Hairy Larry (creative nonfiction)

Hairy Larry gave me the worst haircut I have ever had. I think he was drunk at the time. It was only 6:00pm and he was in the kitchen with the rest of us, all bar friends, but also all sober. He was drunk I think, but I let him cut my hair anyway. My hair was a mess and needed some kind of attention. He was drunk, I figured, but he was always drunk, so I also figured, at least drunk, his hands wouldn’t shake.

He, himself, had ALL the hair. Pompadour and chest hair that would make a pectoral toupee jealous. He had a beard, well kept, but still mountain man worthy. His eyebrows, also well kept, but awnings enough that he never had to worry about the sun in his eyes.

He was a hairdresser by trade, or so I was told. Doing me in the kitchen was a special kindness, a special concession for bar friends. Also, doing me in the kitchen meant he didn’t have to pay a kick to his salon owner. He needed that money for booze.

He asked me what I wanted. I never know the answer to that when hairdressers ask me that question. I usually go months and months between haircuts and I never have learned to speak the language. By the time I gave myself to Hairy Larry, it had been more than a year—longer than the time I had moved into that house.
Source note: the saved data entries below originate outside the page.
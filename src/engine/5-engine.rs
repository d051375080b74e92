//! # SyncEngine
//! The facade the app talks to. Construction wires the four components
//! together; the facade's own job is the glue the components deliberately
//! don't know about: mirroring locally originated ledger events to sibling
//! tabs (with echo suppression) and exposing one coherent public surface.

use std::cell::Cell;
use std::rc::Rc;

use serde_json::Value;

use crate::engine::ledger::{
    Conflict, LedgerStatus, OptimisticLedger, OptimisticUpdate, UpdateKind,
};
use crate::engine::queue::{OfflineQueue, OperationStats, QueuedOperation};
use crate::engine::scheduler::{Priority, RemoteApi, SyncScheduler};
use crate::engine::tabs::{CrossTabInfo, TabCoordinator};
use crate::error::EngineError;
use crate::events::{EngineEvent, ListenerKey};
use crate::platform::Platform;
use crate::EngineConfig;

pub struct SyncEngine {
    ledger: OptimisticLedger,
    queue: OfflineQueue,
    scheduler: SyncScheduler,
    tabs: TabCoordinator,
    platform: Platform,
    destroyed: Cell<bool>,
}

impl SyncEngine {
    pub fn new(platform: Platform, api: Rc<dyn RemoteApi>, config: EngineConfig) -> Self {
        let ledger = OptimisticLedger::new(
            platform.store.clone(),
            platform.timers.clone(),
            config.clone(),
        );
        let scheduler = SyncScheduler::new(
            api,
            platform.timers.clone(),
            platform.spawner.clone(),
            config.clone(),
        );
        let queue = OfflineQueue::new(
            platform.store.clone(),
            platform.connectivity.clone(),
            platform.timers.clone(),
            scheduler.clone(),
            Some(ledger.clone()),
            config.clone(),
        );
        let tabs = TabCoordinator::new(
            platform.transport.clone(),
            platform.timers.clone(),
            ledger.clone(),
            config,
        );

        // Locally originated ledger transitions go out to the siblings.
        // Transitions the coordinator is itself applying from a sibling do
        // not, or two tabs would ping-pong forever.
        let weak_tabs = tabs.downgrade();
        ledger.on_event(move |event| {
            if let Some(tabs) = weak_tabs.upgrade() {
                if !tabs.is_applying_remote() {
                    tabs.broadcast_ledger_event(event);
                }
            }
        });

        Self {
            ledger,
            queue,
            scheduler,
            tabs,
            platform,
            destroyed: Cell::new(false),
        }
    }

    /// Join the cross-tab channel and attach request attribution. Safe to
    /// call more than once; only the first call does anything.
    pub fn initialize(&self, user_id: Option<&str>) {
        if self.destroyed.get() {
            return;
        }
        let session_id = crate::next_id("session", self.platform.timers.now());
        self.queue
            .set_identity(user_id.map(str::to_string), Some(session_id));
        self.tabs.initialize(user_id.map(str::to_string));
        // Work left over from a previous page load can go out right away.
        self.queue.sync_pending_operations();
    }

    /// Apply an optimistic update only: rendered now, confirmed or rolled
    /// back later by whoever owns the server round trip.
    pub fn apply_update(
        &self,
        section: &str,
        kind: UpdateKind,
        data: Value,
        rollback_data: Option<Value>,
    ) -> Result<OptimisticUpdate, EngineError> {
        self.ledger.apply(section, kind, data, rollback_data)
    }

    /// Queue a network-bound operation only, with no linked ledger entry.
    pub fn queue_operation(&self, op_type: &str, data: Value) -> String {
        self.queue.queue_operation(op_type, data, None)
    }

    /// The common path: apply optimistically and queue the server write,
    /// linked so the operation's outcome confirms or rolls back the update.
    pub fn apply_and_queue(
        &self,
        section: &str,
        kind: UpdateKind,
        data: Value,
        rollback_data: Option<Value>,
        op_type: &str,
    ) -> Result<OptimisticUpdate, EngineError> {
        self.apply_and_queue_with_priority(
            section,
            kind,
            data,
            rollback_data,
            op_type,
            Priority::Normal,
        )
    }

    pub fn apply_and_queue_with_priority(
        &self,
        section: &str,
        kind: UpdateKind,
        data: Value,
        rollback_data: Option<Value>,
        op_type: &str,
        priority: Priority,
    ) -> Result<OptimisticUpdate, EngineError> {
        let update = self
            .ledger
            .apply(section, kind, data.clone(), rollback_data)?;
        self.queue
            .queue_operation_with_priority(op_type, data, Some(&update.id), priority);
        Ok(update)
    }

    /// Push application-level section data to sibling tabs.
    pub fn set_section_data(&self, section: &str, data: Value) {
        self.tabs.broadcast_section_data(section, data);
    }

    /// Ask the queue to drain now instead of waiting for a connectivity
    /// transition. No-op while offline.
    pub fn sync_now(&self) {
        self.queue.sync_pending_operations();
    }

    pub fn on_event(&self, callback: impl Fn(&EngineEvent) + 'static) -> ListenerKey {
        self.ledger.on_event(callback)
    }

    pub fn remove_listener(&self, key: ListenerKey) {
        self.ledger.listeners().unsubscribe(key);
    }

    pub fn is_online(&self) -> bool {
        self.platform.connectivity.is_online()
    }

    pub fn status(&self) -> LedgerStatus {
        self.ledger.status()
    }

    pub fn operation_stats(&self) -> OperationStats {
        self.queue.get_operation_stats()
    }

    pub fn pending_operations(&self) -> Vec<QueuedOperation> {
        self.queue.get_pending_operations()
    }

    pub fn detect_conflicts(&self) -> Vec<Conflict> {
        self.ledger.detect_conflicts()
    }

    pub fn cross_tab_info(&self) -> CrossTabInfo {
        self.tabs.get_cross_tab_info()
    }

    pub fn ledger(&self) -> &OptimisticLedger {
        &self.ledger
    }

    pub fn queue(&self) -> &OfflineQueue {
        &self.queue
    }

    pub fn scheduler(&self) -> &SyncScheduler {
        &self.scheduler
    }

    pub fn tabs(&self) -> &TabCoordinator {
        &self.tabs
    }

    /// Tear everything down, outermost first: the coordinator says goodbye
    /// while the ledger still answers, then the queue, scheduler, and ledger
    /// unhook their timers and listeners. Idempotent.
    pub fn destroy(&self) {
        if self.destroyed.replace(true) {
            return;
        }
        self.tabs.destroy();
        self.queue.destroy();
        self.scheduler.destroy();
        self.ledger.destroy();
        log::info!("sync engine destroyed");
    }
}

impl std::fmt::Debug for SyncEngine {
    fn fmt(&self, f: &mut std::fmt::Formatter<'_>) -> std::fmt::Result {
        f.debug_struct("SyncEngine")
            .field("ledger", &self.ledger)
            .field("scheduler", &self.scheduler)
            .field("tabs", &self.tabs)
            .finish()
    }
}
I told him I didn’t know how to describe what I wanted. It went something like medium length and, you know, not poofy. The not poofy thing is the hard part as my hair is thick and naturally curly. When I was a teenager in the nineties, I would always leave the hairdresser looking like some kind of hybrid poodle/Dolly Parton creature as my hair is as naturally platinum as it is curly and the hairdressers could never resist exercising their mad engineering skills and making it reach the rafters.

I always went home after hair appointments and washed the height out. I didn’t mind if the hair on the top of my head had no volume and the curls throughout weren’t quite as curly as they could have been. I wanted to look something like me and not something like poodle/Parton/other.

So, for Hairy Larry, the not poofy part was the challenge. I was in my late twenties by this point and although I knew very little about what I wanted for my hair, for my life, for this very moment, I knew at least one thing I didn’t want. I knew at least several things I didn’t want. At that time, I think I defined what I did want almost exclusively by what I didn’t want. I didn’t want poofy hair. Anything but poofy hair. No matter how you get there, Hairy Larry, anything but poofy hair.

Anything but the life I had been leaving before I moved into this house with three housemates, four cats, and three dogs between us. Anything but that. Kitchen haircuts and all. Anything but going back. Anything but the poodle of my teens. Anything but the you-are-not-who-you-are poof of someone else’s engineering.